Time for some off-road action driving huge trucks courtesy of Monster Jam Steel Titans 2.
Off-road veterans Rainbow Studios have been providing me with thrills and spills right back to 1998’s original Motocross Madness. In recent years they’ve pitting motocross bikes against quads in the MX vs ATV series. The developer has since moved on and invites players into the over-the-top world of monster trucks.
I’m familiar with racing off-road in virtual rally cars and motorbikes, but huge trucks with oversized tyres in a new one for me. The truck handling in Steel Titans 2 is very interesting and took some getting used to. The game uses both the left and right thumbsticks to steer the front and rear wheels, independently. This gives you a massive amount of steering control as well as enabling tighter turns. It also makes it very easy to flip the truck if you are going too fast.
The game is set across five huge environments that are unlocked through the course of the single-player campaign. The campaign consists of a series of chapters that feature a mix of event types. The events range from stadium-based races and monster truck stunt antics to waypoint and circuit races across the game’s outdoor environments.
Freestyle stunt events in the arena require players to get as many points as possible jumping, rolling, and flipping their trucks. Some events add destructible objects for extra points whilst others require only certain types of stunts to be performed. There are also indoor head-to-head races and knockouts.
The outdoor areas range from an open parkland theme to a spooky nightmare- there’s even a dog-inspired area. The areas start reasonably true-to-life but then start to take a turn towards the absurd. I’ll go into this more a little later, but aside from the Mario Kart elements in the actual races, the environments are very well designed.
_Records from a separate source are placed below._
//! Error-to-HTTP response conversion.
//!
//! Every failure is answered with `{"ok": false, "error": "..."}` and the
//! status from [`hh_core::Error::http_status`].

use axum::http::StatusCode;
use axum::response::{IntoResponse, Response};
use serde_json::json;

/// Wrapper so we can implement `IntoResponse` for an external type.
#[derive(Debug)]
pub struct AppError(hh_core::Error);

impl From<hh_core::Error> for AppError {
    fn from(e: hh_core::Error) -> Self {
        Self(e)
    }
}

impl IntoResponse for AppError {
    fn into_response(self) -> Response {
        let status =
            StatusCode::from_u16(self.0.http_status()).unwrap_or(StatusCode::INTERNAL_SERVER_ERROR);

        if status.is_server_error() {
            tracing::error!(status = %status, error = %self.0, "Server error in handler");
        }

        let body = json!({
            "ok": false,
            "error": self.0.to_string(),
        });

        (status, axum::Json(body)).into_response()
    }
}
use clap::{Parser, Subcommand};
use std::path::PathBuf;

#[derive(Parser)]
#[command(name = "horsehub")]
#[command(author, version, about = "Keeps a published media directory in sync with a raw intake directory")]
pub struct Cli {
    /// Path to config file
    #[arg(short, long, global = true)]
    pub config: Option<PathBuf>,

    /// Enable verbose logging
    #[arg(short, long, global = true)]
    pub verbose: bool,

    #[command(subcommand)]
    pub command: Commands,
}

#[derive(Subcommand)]
pub enum Commands {
    /// Convert new or changed intake files, delete stale outputs, and update
    /// the metadata document
    Sync {
        /// Intake directory (overrides config)
        #[arg(long)]
        intake: Option<PathBuf>,

        /// Output directory (overrides config)
        #[arg(long)]
        output: Option<PathBuf>,

        /// Metadata document (overrides config)
        #[arg(long)]
        metadata: Option<PathBuf>,

        /// Maximum number of conversions in flight (overrides config)
        #[arg(short, long)]
        jobs: Option<usize>,

        /// Show what would be done without executing
        #[arg(long)]
        dry_run: bool,
    },

    /// Serve the metadata editor and accept metadata uploads
    Serve {
        /// Host to bind to
        #[arg(long)]
        host: Option<String>,

        /// Port to listen on
        #[arg(short, long)]
        port: Option<u16>,

        /// Directory to serve static files from
        #[arg(long)]
        static_dir: Option<PathBuf>,

        /// Metadata document (overrides config)
        #[arg(long)]
        metadata: Option<PathBuf>,
    },

    /// Check that required external tools are available
    CheckTools,

    /// Validate configuration file
    Validate {
        /// Config file to validate (uses default if not specified)
        config: Option<PathBuf>,
    },
}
They even feature deformable terrain that leaves proper tracks and marks as the trucks slide through the mud.
Outdoor events consist of circuit races and checkpoint-to-checkpoint races. Some events divide the participants into two groups and have them going in opposite directions for a bit of extra carnage.
Each area is paired with a series of similarly themed unlockable trucks. As players progress through the chapters these themed trucks unlock, as do the various events for casual play.
The game can be played in a single-player career mode, local split-screen, and online. It’s nice to see local multiplayer, making the game great for some couch tournaments.
Steel Titans 2 wasn’t a game that I was immediately enamoured by. The graphics are passable, propped up by the detail in the monster truck models and the deformation of the ground as the trucks churn it up. The vehicles drive, unlike anything that I’ve ever driven in a game before. The rear-wheel steer took a little while to get adjusted to. Like motocross, monster trucks need a delicate had to avoid losing control. Once I’d got a handle on this discipline and resisted the desire to open the machine up, the truck became a pleasure to drive. The front axle is enough to traverse most environments, but the rear-wheel steering is very handy for negotiating tight turns and great for donuts as well!
The game tries hard to translate the spectacle of real-life monster truck events but, instead of playing it straight like 2K does with its WWE games, Steel Titans 2 has one foot in Mario Kart territory. This semi-cartoonish approach didn’t sit well with me, reducing what could be a realistic monster truck simulation into an arcade game. It’s a shame, as the physics are good and the trucks are very challenging to drive (in a good way). But the powerups and fantasy elements in the outdoor environments betray a series that doesn’t know what it wants to be.
Monster Jam Steel Titans 2 offers some interesting racing across some great outdoor environments as well as some less interesting arena events. The cartoonish aspects contradict the effort put into bringing these huge trucks to life. The result is a game with an identity crisis that doesn’t seem to respect its subject matter as it should. Fans of the real-life Monster Jam trucks may get more of this game than I did, even though I did enjoy the truck handling and challenge of the cross-country races.